No entanto, testemunhos de sobreviventes e evidências documentais pintaram um quadro diferente. Prisioneiras descreveram sua crueldade sádica, como o uso de cães para aterrorizar internos e a seleção arbitrária para punições. O tribunal a considerou culpada em todas as acusações. Em 17 de novembro de 1945, Volkenrath, então com 26 anos, foi sentenciada à forca, ao lado de 10 outros réus, incluindo Grese (apelidada de “Anjo de Auschwitz”). A execução ocorreu em 13 de dezembro de 1945, na prisão de Hameln. Seu corpo foi inicialmente enterrado no terreno da prisão e, em 1954, exumado e transferido para o Cemitério Am Wehl, em Hameln.
Legado: Um Símbolo do Mal Cotidiano
A história de Elisabeth Volkenrath transcende o indivíduo para ilustrar como pessoas comuns podem se tornar engrenagens em uma máquina de destruição. Sua rápida ascensão – de guarda iniciante a supervisora-chefe – reflete o recrutamento nazista de mulheres para o aparato de terror, onde o sadismo era recompensado com promoções. Historiadores como Nikolaus Wachsmann, em KL: A History of the Nazi Concentration Camps, destacam como supervisoras como ela personificavam a “normalidade” do mal: não eram monstros inatos, mas indivíduos que escolheram o caminho da obediência cega.
Hoje, Volkenrath é lembrada em museus como o de Auschwitz-Birkenau e em narrativas de sobreviventes, servindo como alerta contra o fanatismo e a desumanização.

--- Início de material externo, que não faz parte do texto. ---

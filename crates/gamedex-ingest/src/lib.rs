//! One-shot batch ingestion: load the source row sets, assemble one
//! canonical document per product, and insert into the games collection.

use std::path::{Path, PathBuf};

use anyhow::{Context, Result};
use chrono::{DateTime, Utc};
use serde::{Deserialize, Serialize};
use tracing::{info, warn};
use uuid::Uuid;

use gamedex_adapters::{load_keyed_table, AdapterError, DocumentAssembler, KeyedTable};
use gamedex_core::{catalog_schema, PRIMARY_KEY};
use gamedex_store::{Schema, SharedCatalog, StoreError};

pub const CRATE_NAME: &str = "gamedex-ingest";

/// Name of the canonical collection in the catalog.
pub const GAMES_COLLECTION: &str = "games";

#[derive(Debug, Clone, Copy, PartialEq, Eq, Serialize, Deserialize)]
#[serde(rename_all = "snake_case")]
pub enum SourceRole {
    Primary,
    Descriptions,
    Requirements,
    Media,
    Support,
    TagWeights,
}

impl SourceRole {
    /// Column carrying the product identifier in this source.
    pub fn key_column(self) -> &'static str {
        match self {
            SourceRole::Primary | SourceRole::TagWeights => "appid",
            _ => "steam_appid",
        }
    }
}

#[derive(Debug, Clone, Deserialize)]
pub struct SourceRegistry {
    pub sources: Vec<SourceConfig>,
}

#[derive(Debug, Clone, Deserialize)]
pub struct SourceConfig {
    pub source_id: String,
    pub role: SourceRole,
    pub path: PathBuf,
}

impl SourceRegistry {
    /// Conventional file layout used when no registry file is present.
    pub fn default_layout() -> Self {
        let entry = |source_id: &str, role: SourceRole, path: &str| SourceConfig {
            source_id: source_id.to_string(),
            role,
            path: PathBuf::from(path),
        };
        Self {
            sources: vec![
                entry("steam", SourceRole::Primary, "steam.csv"),
                entry(
                    "steam-descriptions",
                    SourceRole::Descriptions,
                    "steam_description_data.csv",
                ),
                entry(
                    "steam-requirements",
                    SourceRole::Requirements,
                    "steam_requirements_data.csv",
                ),
                entry("steam-media", SourceRole::Media, "steam_media_data.csv"),
                entry("steam-support", SourceRole::Support, "steam_support_info.csv"),
                entry("steamspy-tags", SourceRole::TagWeights, "steamspy_tag_data.csv"),
            ],
        }
    }

    pub fn load(path: &Path) -> Result<Self> {
        let text = std::fs::read_to_string(path)
            .with_context(|| format!("reading {}", path.display()))?;
        serde_yaml::from_str(&text).with_context(|| format!("parsing {}", path.display()))
    }

    pub fn source(&self, role: SourceRole) -> Option<&SourceConfig> {
        self.sources.iter().find(|s| s.role == role)
    }
}

#[derive(Debug, Clone)]
pub struct IngestConfig {
    pub data_dir: PathBuf,
    pub registry_path: Option<PathBuf>,
}

impl IngestConfig {
    pub fn from_env() -> Self {
        Self {
            data_dir: std::env::var("GAMEDEX_DATA_DIR")
                .map(PathBuf::from)
                .unwrap_or_else(|_| PathBuf::from("./data")),
            registry_path: std::env::var("GAMEDEX_SOURCES").ok().map(PathBuf::from),
        }
    }
}

/// Outcome of one batch run; every skip or rejection is counted so no
/// failure is silent.
#[derive(Debug, Clone, Serialize)]
pub struct IngestSummary {
    pub run_id: Uuid,
    pub started_at: DateTime<Utc>,
    pub finished_at: DateTime<Utc>,
    pub products_seen: usize,
    pub inserted: usize,
    pub missing_description: usize,
    pub schema_rejected: usize,
    pub already_initialized: bool,
}

pub struct IngestPipeline {
    config: IngestConfig,
}

impl IngestPipeline {
    pub fn new(config: IngestConfig) -> Self {
        Self { config }
    }

    fn load_registry(&self) -> Result<SourceRegistry> {
        if let Some(path) = &self.config.registry_path {
            return SourceRegistry::load(path);
        }
        let conventional = self.config.data_dir.join("sources.yaml");
        if conventional.exists() {
            return SourceRegistry::load(&conventional);
        }
        Ok(SourceRegistry::default_layout())
    }

    fn table_for(&self, registry: &SourceRegistry, role: SourceRole) -> Result<KeyedTable> {
        let source = registry
            .source(role)
            .with_context(|| format!("source registry has no {role:?} entry"))?;
        let path = if source.path.is_absolute() {
            source.path.clone()
        } else {
            self.config.data_dir.join(&source.path)
        };
        Ok(load_keyed_table(&source.source_id, &path, role.key_column())?)
    }

    /// Runs the batch load once. Sources are read fully into memory
    /// before assembly; documents are assembled and inserted one at a
    /// time in primary-source row order. Re-running against an
    /// already-initialized catalog is a benign no-op. The collection is
    /// created only after every source has loaded, so an aborted run
    /// leaves the catalog uninitialized and retryable.
    pub fn run_once(&self, catalog: &SharedCatalog) -> Result<IngestSummary> {
        let run_id = Uuid::new_v4();
        let started_at = Utc::now();

        let already_initialized = IngestSummary {
            run_id,
            started_at,
            finished_at: Utc::now(),
            products_seen: 0,
            inserted: 0,
            missing_description: 0,
            schema_rejected: 0,
            already_initialized: true,
        };
        if catalog.read().collection(GAMES_COLLECTION).is_ok() {
            warn!(collection = GAMES_COLLECTION, "catalog already initialized; skipping batch load");
            return Ok(already_initialized);
        }

        let registry = self.load_registry()?;
        let primary = self.table_for(&registry, SourceRole::Primary)?;
        let descriptions = self.table_for(&registry, SourceRole::Descriptions)?;
        let requirements = self.table_for(&registry, SourceRole::Requirements)?;
        let media = self.table_for(&registry, SourceRole::Media)?;
        let support = self.table_for(&registry, SourceRole::Support)?;
        let tag_weights = self.table_for(&registry, SourceRole::TagWeights)?;
        info!(rows = tag_weights.len(), "loaded tag-weight source (not joined)");

        match catalog
            .write()
            .create_collection(GAMES_COLLECTION, Schema::new(PRIMARY_KEY, catalog_schema()))
        {
            Ok(()) => {}
            Err(StoreError::DuplicateCollection(name)) => {
                warn!(collection = %name, "catalog initialized concurrently; skipping batch load");
                return Ok(already_initialized);
            }
            Err(err) => return Err(err.into()),
        }

        let assembler = DocumentAssembler::new(descriptions, requirements, media, support);

        let mut summary = IngestSummary {
            run_id,
            started_at,
            finished_at: started_at,
            products_seen: 0,
            inserted: 0,
            missing_description: 0,
            schema_rejected: 0,
            already_initialized: false,
        };

        let mut guard = catalog.write();
        let games = guard.collection_mut(GAMES_COLLECTION)?;
        for (appid, row) in primary.iter() {
            summary.products_seen += 1;
            let document = match assembler.assemble(appid, row) {
                Ok(doc) => doc,
                Err(AdapterError::MissingJoin { appid, source_id }) => {
                    warn!(appid, source_id = %source_id, "missing mandatory description join; product skipped");
                    summary.missing_description += 1;
                    continue;
                }
                Err(err @ AdapterError::SourceUnavailable { .. }) => return Err(err.into()),
            };
            match games.insert(document.into_document()) {
                Ok(()) => summary.inserted += 1,
                Err(err @ (StoreError::SchemaViolation { .. } | StoreError::DuplicateKey(_))) => {
                    warn!(appid, %err, "document rejected at insert; skipped");
                    summary.schema_rejected += 1;
                }
                Err(err) => return Err(err.into()),
            }
        }
        drop(guard);

        summary.finished_at = Utc::now();
        info!(
            run_id = %summary.run_id,
            products_seen = summary.products_seen,
            inserted = summary.inserted,
            missing_description = summary.missing_description,
            schema_rejected = summary.schema_rejected,
            "batch ingestion complete"
        );
        Ok(summary)
    }
}

/// Composition-root convenience: config from the environment, one run.
pub fn run_ingest_from_env(catalog: &SharedCatalog) -> Result<IngestSummary> {
    IngestPipeline::new(IngestConfig::from_env()).run_once(catalog)
}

Seu julgamento, um dos primeiros pós-guerra, pavimentou o caminho para os Processos de Nuremberg por crimes contra a humanidade.
Em um mundo ainda marcado por negacionismos e extremismos, a memória de figuras como Volkenrath nos obriga a questionar: como permitimos que o ordinário se torne extraordinariamente cruel? Que sua história nos impulsione a defender a dignidade humana, para que o silêncio de Auschwitz nunca mais ecoe.